As posted to PAR-L on January 24th, 2005

Here is my commentary linking Summers' remarks at Harvard and the CRC's recent evaluation report, which fails to deal adequately with equity issues. It is in the online edition of Sunday's Globe and Mail.

Globe and Mail online

Wendy Robbins

The Wrong Kind of Harvard North, by Dr. Wendy Robbins
Globe and Mail Update, January 23rd, 2005

The Canadian government, with its billion-dollar Canada Research Chairs program, is bent on creating an elite research community, a "Harvard North." This goal, no doubt, seems much diminished, given last week's foot-in-mouth remarks by Harvard's president about women's "innate" inability for math and science. But sexism in the academy is no isolated incident.

Harvard president Lawrence Summers has since tried to apologize. And he did acknowledge that discrimination also plays a role in keeping academic women down. His admission is more than the authors of the fifth-year evaluation of the Canada Research Chairs program could muster.

The recently released Final Evaluation Report, produced by R..A. Malatest & Associates, gives short shrift to women and, breaking with what has become standard practice in universities, fails to include data on other equity groups, including aboriginal people, disabled people, and racialized minorities.

The Malatest analysis does not disaggregate its research data (from surveys and interviews) by gender or other equity group. Thus, it suffers from the same structural flaws and methodological myopia as the CRC program itself. These are serious issues that affect the calibre and the content of research and teaching across Canada.

Established in 2000, the Canada Research Chairs program is seen as a key component in the federal government's strategy to become a world leader in the knowledge-based economy. The program's goal is to create 2,000 new research positions in order to reverse an alleged brain drain of excellent researchers from Canada, and to attract top researchers internationally.

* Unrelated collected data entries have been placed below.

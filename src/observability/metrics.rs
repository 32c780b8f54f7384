//! Metrics collection and exposition.
//!
//! # Metrics
//! - `glb_selections_total` (counter): backends handed out, by strategy
//! - `glb_cancelled_calls_total` (counter): calls rejected on a cancelled context
//! - `glb_in_flight` (gauge): attributed callers, least connections strategies only
//!
//! Every metric carries a `strategy` label.

use std::net::SocketAddr;
use metrics::{counter, describe_counter, describe_gauge, gauge};
use metrics_exporter_prometheus::{BuildError, PrometheusBuilder};
use crate::load_balancer::Strategy;

/// Install the Prometheus recorder and its scrape endpoint on `addr`.
///
/// Must be called from within a Tokio runtime.
pub fn init_metrics(addr: SocketAddr) -> Result<(), BuildError> {
    PrometheusBuilder::new().with_http_listener(addr).install()?;
    describe_metrics();
    tracing::info!(address = %addr, "Metrics endpoint listening");
    Ok(())
}

fn describe_metrics() {
    describe_counter!("glb_selections_total", "Backends handed out to callers");
    describe_counter!("glb_cancelled_calls_total", "Calls rejected because the context was already cancelled");
    describe_gauge!("glb_in_flight", "Callers currently attributed to a backend");
}

pub fn record_selection(strategy: Strategy) {
    counter!("glb_selections_total", "strategy" => strategy.as_str()).increment(1);
}

pub fn record_cancelled_call(strategy: Strategy) {
    counter!("glb_cancelled_calls_total", "strategy" => strategy.as_str()).increment(1);
}

pub fn record_acquired(strategy: Strategy) {
    gauge!("glb_in_flight", "strategy" => strategy.as_str()).increment(1.0);
}

pub fn record_released(strategy: Strategy) {
    gauge!("glb_in_flight", "strategy" => strategy.as_str()).decrement(1.0);
}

Systemic discrimination cuts down the pool of potential applicants and therefore lowers the quality and diversity of university teaching and research. In the name of excellence, excellence suffers.

Close to 1,400 chairs have been awarded to date. So far, 15 per cent of the senior, most prestigious Tier-1 chairs have gone to women, and 25 per cent of Tier-2 chairs. No data exist for other equity groups.

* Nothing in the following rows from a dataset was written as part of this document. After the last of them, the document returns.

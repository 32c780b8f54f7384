//! Configuration schema definitions.
//!
//! All types derive Serde traits for deserialization from TOML files and
//! default every field, so an empty file is a valid configuration.

use serde::{Deserialize, Serialize};
use url::Url;
use crate::load_balancer::Strategy;

/// Root configuration.
#[derive(Debug, Clone, Deserialize, Serialize, Default, PartialEq)]
#[serde(default)]
pub struct GlbConfig {
    /// Strategy and backend pool.
    pub balancer: BalancerConfig,

    /// Logging and metrics settings.
    pub observability: ObservabilityConfig,

    /// Load generated by the demo binary.
    pub demo: DemoConfig,
}

/// Load balancer configuration.
#[derive(Debug, Clone, Deserialize, Serialize, PartialEq)]
#[serde(default)]
pub struct BalancerConfig {
    /// Selection strategy (round_robin, least_conns, least_conns_heap).
    pub strategy: Strategy,

    /// Backend addresses, in pool order. Duplicates are allowed.
    pub backends: Vec<String>,
}

impl Default for BalancerConfig {
    fn default() -> Self {
        Self {
            strategy: Strategy::LeastConns,
            backends: vec![
                "https://localhost:3000".to_string(),
                "https://localhost:3001".to_string(),
                "https://localhost:3002".to_string(),
            ],
        }
    }
}

impl BalancerConfig {
    /// Parse every backend address, in pool order.
    pub fn backend_urls(&self) -> Result<Vec<Url>, url::ParseError> {
        self.backends.iter().map(|b| Url::parse(b)).collect()
    }
}

/// Observability configuration.
#[derive(Debug, Clone, Deserialize, Serialize, PartialEq)]
#[serde(default)]
pub struct ObservabilityConfig {
    /// Log level (trace, debug, info, warn, error).
    pub log_level: String,

    /// Enable the Prometheus endpoint.
    pub metrics_enabled: bool,

    /// Metrics endpoint bind address.
    pub metrics_address: String,
}

impl Default for ObservabilityConfig {
    fn default() -> Self {
        Self {
            log_level: "info".to_string(),
            metrics_enabled: false,
            metrics_address: "127.0.0.1:9090".to_string(),
        }
    }
}

/// Demo load shape.
#[derive(Debug, Clone, Deserialize, Serialize, PartialEq)]
#[serde(default)]
pub struct DemoConfig {
    /// Concurrent callers, each with its own context.
    pub callers: usize,

    /// Selections made by each caller before it cancels.
    pub calls_per_caller: usize,

    /// How long each caller holds its selections before cancelling.
    pub hold_ms: u64,
}

impl Default for DemoConfig {
    fn default() -> Self {
        Self {
            callers: 2,
            calls_per_caller: 10,
            hold_ms: 50,
        }
    }
}
//! Runtime error types.

use std::path::PathBuf;

use temper_core::EngineError;
use thiserror::Error;

use crate::config::ConfigError;
use crate::module::ModuleError;

/// Errors that can occur while setting up or running the process runtime.
#[derive(Error, Debug)]
pub enum RuntimeError {
    #[error("Configuration error: {0}")]
    Config(#[from] ConfigError),

    #[error("Module error: {0}")]
    Module(#[from] ModuleError),

    #[error("Engine error: {0}")]
    Engine(#[from] EngineError),

    /// The file watcher could not be created.
    #[error("Watcher error: {0}")]
    Watch(#[from] notify::Error),
}

/// A reload cycle that was rolled back.
#[derive(Error, Debug)]
pub enum ReloadError {
    /// A changed module failed to load again.
    #[error("Reload failed while loading modules: {0}")]
    Module(#[from] ModuleError),

    #[error("Reload failed: {0}")]
    Engine(#[from] EngineError),

    /// The new version of a plugin failed to apply.
    #[error("Plugin '{plugin}' failed to re-apply: {source}")]
    Apply {
        plugin: String,
        #[source]
        source: EngineError,
    },
}

/// Why the process has to be relaunched instead of hot-swapped.
#[derive(Error, Debug, Clone, PartialEq, Eq)]
pub enum RestartReason {
    #[error("entry file changed: {}", .0.display())]
    EntryChanged(PathBuf),

    #[error("changes cannot be hot-swapped: {0:?}")]
    UnsafeChange(Vec<PathBuf>),
}

/// Result type for runtime operations.
pub type RuntimeResult<T> = Result<T, RuntimeError>;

In 2003, a group of eight women professors laid a human-rights complaint against Industry Canada, the main source of funding for the CRC program, documenting the underappointment of women and calling for the collection of data for other equity groups. An attempt at mediation failed, and the complaint is still in the queue at the Canadian Human Rights Commission. It's a classic case of "justice delayed is justice denied."

The Final Evaluation Report contains only one recommendation about gender, and it appears seventh on a list of eight. It recommends: "Increase the monitoring of the gender distribution among chair awards." This is worse than toothless.

Canada ranks a lowly 12th among the countries of the Organization for Economic Co-operation and Development in terms of our proportion of women faculty. Given that the usual requirements to hire Canadians first do not apply in the Canada Research Chairs program, tapping into the international academic pool, where women are better represented than in Canada, could have substantially improved the situation here.

Moreover, close to half of the chairs are allocated to research in science and engineering, and more than a third to health, with only 20 per cent going to social sciences and humanities - yet this is where the majority of students and professors are concentrated.

The fifth-year evaluation provides evidence of dissatisfaction with the disproportionate emphasis on research in science, engineering, and health, to the neglect of culture, but again it proposes no clear solutions.

The taxpayers of Canada and the academic community must challenge the government's, and the CRC Secretariat's, commitment to a full spectrum of research - and to fairness, which is not the antithesis of excellence, but its foundation.

The complainants are: Wendy Robbins, University of New Brunswick; Susan Prentice, University of Manitoba; Michèle Ollivier, University of Ottawa; Shree Mulay, McGill University; Audrey Kobayashi, Queen's University; Glenis Joyce, University of Saskatchewan; Louise Forsyth, University of Saskatchewan (emerita); Marjorie Griffin Cohen, Simon Fraser University.